Ni la mise en œuvre de normes globales contraignantes (point 1), ni la quête d’un nouveau modèle de subsidiarité solidaire (point 2), n’auront la moindre chance de succès si les citoyens ne sont pas individuellement sensibilisés à la frugalité – à la fois à sa nécessité pour tous et à sa positivité pour chacun.
Cette stratégie de sensibilisation, qui doit nécessairement être soutenue à la fois par les pouvoirs publics et par toutes les institutions d’éducation, de l’école maternelle à l’université, inclut une palette assez large d’éléments.
Tous sont interdépendants et se renforcent mutuellement.
(a) À l’égard des normes globales, il faudrait un apprentissage des rudiments de l’action collective et de ses difficultés, notamment le problème endémique du «passager clandestin», ainsi que des moyens efficaces de dépasser ces difficultés.
En parallèle, il faudrait renforcer la prise de conscience du fait que «Ça passe par nous» en même temps que «Ça passe par moi», et qu’il ne peut y avoir d’action isolée sans militantisme politique.

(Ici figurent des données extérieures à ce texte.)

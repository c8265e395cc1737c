//! In-memory knowledge base implementing both [`Search`] and [`Store`].
//!
//! Loadable from a JSON document:
//!
//! ```json
//! {
//!   "entities": [
//!     {"iri": "http://www.wikidata.org/entity/Q15869", "kind": "item",
//!      "labels": {"en": "Freddie Mercury"}, "descriptions": {"en": "British singer"}},
//!     {"iri": "http://www.wikidata.org/entity/P19", "kind": "property",
//!      "labels": {"en": "place of birth"}, "range": "item"}
//!   ],
//!   "statements": [
//!     {"subject": "http://www.wikidata.org/entity/Q15869",
//!      "property": "http://www.wikidata.org/entity/P19",
//!      "value": "http://www.wikidata.org/entity/Q3787"}
//!   ]
//! }
//! ```

use std::collections::{HashMap, HashSet};
use std::path::Path;

use serde::{Deserialize, Serialize};

use crate::candidate::{EntityKind, EntityRef};
use crate::error::{KbError, KbResult};

use super::{
    Datatype, Descriptor, DescriptorStream, Filter, PropertyInfo, Search, Statement,
    StatementStream, Store, Value,
};

/// Serialized form of one entity.
#[derive(Debug, Clone, Serialize, Deserialize)]
pub struct EntityRecord {
    pub iri: String,
    pub kind: EntityKind,
    #[serde(flatten)]
    pub descriptor: Descriptor,
}

/// Serialized form of a literal value.
#[derive(Debug, Clone, Serialize, Deserialize)]
pub struct LiteralRecord {
    pub datatype: Datatype,
    pub content: String,
}

/// Serialized form of one statement: `value` names an entity, `literal` a literal.
#[derive(Debug, Clone, Serialize, Deserialize)]
pub struct StatementRecord {
    pub subject: String,
    pub property: String,
    #[serde(default, skip_serializing_if = "Option::is_none")]
    pub value: Option<String>,
    #[serde(default, skip_serializing_if = "Option::is_none")]
    pub literal: Option<LiteralRecord>,
}

/// Serialized form of a whole knowledge base.
#[derive(Debug, Clone, Default, Serialize, Deserialize)]
pub struct KbDocument {
    #[serde(default)]
    pub entities: Vec<EntityRecord>,
    #[serde(default)]
    pub statements: Vec<StatementRecord>,
}

/// An in-memory knowledge base.
#[derive(Debug, Clone, Default)]
pub struct MemoryKb {
    entities: HashMap<String, (EntityKind, Descriptor)>,
    /// Insertion order of entity IRIs, for deterministic search results.
    order: Vec<String>,
    statements: Vec<Statement>,
}

impl MemoryKb {
    pub fn new() -> Self {
        Self::default()
    }

    /// Load from a JSON file.
    pub fn load(path: &Path) -> KbResult<Self> {
        let content = std::fs::read_to_string(path).map_err(|e| KbError::Io {
            path: path.display().to_string(),
            source: e,
        })?;
        Self::from_json(&content).map_err(|e| match e {
            KbError::Parse { message, .. } => KbError::Parse {
                path: path.display().to_string(),
                message,
            },
            other => other,
        })
    }

    /// Parse from a JSON string.
    pub fn from_json(json: &str) -> KbResult<Self> {
        let doc: KbDocument = serde_json::from_str(json).map_err(|e| KbError::Parse {
            path: "<string>".into(),
            message: e.to_string(),
        })?;
        Self::from_document(doc)
    }

    /// Build from a parsed document, checking every statement reference.
    pub fn from_document(doc: KbDocument) -> KbResult<Self> {
        let mut kb = Self::new();
        for record in doc.entities {
            kb.insert_entity(EntityRef::new(record.kind, record.iri), record.descriptor);
        }
        for record in doc.statements {
            let subject = kb.entity_ref(&record.subject)?;
            let property = kb.entity_ref(&record.property)?;
            let value = match (record.value, record.literal) {
                (Some(iri), _) => Value::Entity(kb.entity_ref(&iri)?),
                (None, Some(lit)) => Value::Literal {
                    datatype: lit.datatype,
                    content: lit.content,
                },
                (None, None) => {
                    return Err(KbError::Parse {
                        path: "<string>".into(),
                        message: format!(
                            "statement ({}, {}) has neither `value` nor `literal`",
                            record.subject, record.property
                        ),
                    });
                }
            };
            kb.statements.push(Statement {
                subject,
                property,
                value,
            });
        }
        tracing::debug!(
            entities = kb.order.len(),
            statements = kb.statements.len(),
            "loaded in-memory knowledge base"
        );
        Ok(kb)
    }

    fn entity_ref(&self, iri: &str) -> KbResult<EntityRef> {
        self.entities
            .get(iri)
            .map(|(kind, _)| EntityRef::new(*kind, iri))
            .ok_or_else(|| KbError::DanglingReference { iri: iri.into() })
    }

    /// Insert or replace an entity.
    pub fn insert_entity(&mut self, entity: EntityRef, descriptor: Descriptor) {
        if !self.entities.contains_key(&entity.iri) {
            self.order.push(entity.iri.clone());
        }
        self.entities.insert(entity.iri, (entity.kind, descriptor));
    }

    /// Add an item with an English label and description.
    pub fn add_item(&mut self, iri: &str, label: &str, description: &str) -> EntityRef {
        let entity = EntityRef::item(iri);
        self.insert_entity(entity.clone(), english(label, description, None));
        entity
    }

    /// Add a property with an English label, description and declared range.
    pub fn add_property(
        &mut self,
        iri: &str,
        label: &str,
        description: &str,
        range: Option<Datatype>,
    ) -> EntityRef {
        let entity = EntityRef::property(iri);
        self.insert_entity(entity.clone(), english(label, description, range));
        entity
    }

    /// Add an English alias to an existing entity.
    pub fn add_alias(&mut self, iri: &str, alias: &str) {
        if let Some((_, descriptor)) = self.entities.get_mut(iri) {
            descriptor
                .aliases
                .entry("en".into())
                .or_default()
                .push(alias.into());
        }
    }

    pub fn add_statement(&mut self, subject: &EntityRef, property: &EntityRef, value: Value) {
        self.statements.push(Statement {
            subject: subject.clone(),
            property: property.clone(),
            value,
        });
    }

    pub fn descriptor(&self, iri: &str) -> Option<&Descriptor> {
        self.entities.get(iri).map(|(_, d)| d)
    }

    pub fn statements(&self) -> &[Statement] {
        &self.statements
    }

    fn has_snak(&self, entity: &EntityRef, property: &EntityRef, value: &EntityRef) -> bool {
        self.statements.iter().any(|s| {
            &s.subject == entity && &s.property == property && s.value.as_entity() == Some(value)
        })
    }

    fn search(
        &self,
        kind: EntityKind,
        query: &str,
        language: &str,
        limit: usize,
    ) -> Vec<(EntityRef, Descriptor)> {
        let needle = query.trim().to_lowercase();
        if needle.is_empty() {
            return Vec::new();
        }

        let mut exact = Vec::new();
        let mut partial = Vec::new();
        for iri in &self.order {
            let Some((k, descriptor)) = self.entities.get(iri) else {
                continue;
            };
            if *k != kind {
                continue;
            }
            let names = descriptor
                .label(language)
                .into_iter()
                .chain(descriptor.aliases(language).iter().map(String::as_str))
                .map(str::to_lowercase)
                .collect::<Vec<_>>();
            let hit = (EntityRef::new(kind, iri.clone()), descriptor.clone());
            if names.iter().any(|n| *n == needle) {
                exact.push(hit);
            } else if names.iter().any(|n| n.contains(&needle)) {
                partial.push(hit);
            }
        }
        exact.extend(partial);
        exact.truncate(limit);
        exact
    }
}

fn english(label: &str, description: &str, range: Option<Datatype>) -> Descriptor {
    let mut descriptor = Descriptor {
        range,
        ..Default::default()
    };
    descriptor.labels.insert("en".into(), label.into());
    if !description.is_empty() {
        descriptor
            .descriptions
            .insert("en".into(), description.into());
    }
    descriptor
}

impl Search for MemoryKb {
    fn item_descriptor(
        &self,
        query: &str,
        language: &str,
        limit: usize,
    ) -> KbResult<DescriptorStream<'_>> {
        let hits = self.search(EntityKind::Item, query, language, limit);
        Ok(Box::new(hits.into_iter().map(Ok)))
    }

    fn property_descriptor(
        &self,
        query: &str,
        language: &str,
        limit: usize,
    ) -> KbResult<DescriptorStream<'_>> {
        let hits = self.search(EntityKind::Property, query, language, limit);
        Ok(Box::new(hits.into_iter().map(Ok)))
    }
}

impl Store for MemoryKb {
    fn filter(&self, filter: &Filter) -> KbResult<StatementStream<'_>> {
        let filter = filter.clone();
        let has_snak = move |e: &EntityRef, p: &EntityRef, v: &EntityRef| self.has_snak(e, p, v);
        Ok(Box::new(
            self.statements
                .iter()
                .filter(move |s| filter.matches(s, &has_snak))
                .cloned()
                .map(Ok),
        ))
    }

    fn filter_properties(&self, filter: &Filter) -> KbResult<Vec<PropertyInfo>> {
        let mut seen = HashSet::new();
        let mut out = Vec::new();
        for stmt in self.filter(filter)? {
            let stmt = stmt?;
            if seen.insert(stmt.property.iri.clone()) {
                let descriptor = self
                    .descriptor(&stmt.property.iri)
                    .cloned()
                    .unwrap_or_default();
                out.push(PropertyInfo {
                    property: stmt.property,
                    descriptor,
                });
            }
        }
        Ok(out)
    }
}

Dans ce cadre, de nouveaux indicateurs de prospérité intégrant les valeurs de simplicité et de frugalité peuvent être un outil très utile car elle permet de fixer un cap collectif.
(b) À l’égard de la relocalisation et de la subsidiarité, l’important serait que chaque citoyen intériorise de façon positive les changements de mentalité requis.
Chaque consommateur devrait pouvoir apprécier positivement les réductions de gammes accessibles de biens et de services qu’impliquent les contraintes d’un approvisionnement local, socialement juste et écologiquement soutenable.
Les valeurs de la vie simple viennent directement en appui à ce changement.
(c) Il faudrait établir un lien très clair entre, d’une part, la nécessité de ces mobilisations et changements de mentalité et, d’autre part, la lutte citoyenne pour la justice sociale et les inégalités.
Pour les plus pauvres, la frugalité et la simplicité volontaires sont parfois ressentie comme une arrogance de riches voulant «jouer aux pauvres».
Cette perception ne peut être corrigée que dans une société où les inégalités économiques sont réduites au minimum.
Même si cela semble a priori paradoxal, les fortes et persistantes inégalités dans notre système actuel sont une sorte de piège pour ceux qui en sont victimes, car ils aspirent à obtenir leur «juste part du gâteau» au sein de la logique ambiante, plutôt qu’à changer de logique –car ils ont peur (et ont-ils vraiment complètement tort?) de rester les perdants dans une transition qui serait trop rapide et trop brutale, entraînant des cassures sociales et des effondrements économiques trop abrupts.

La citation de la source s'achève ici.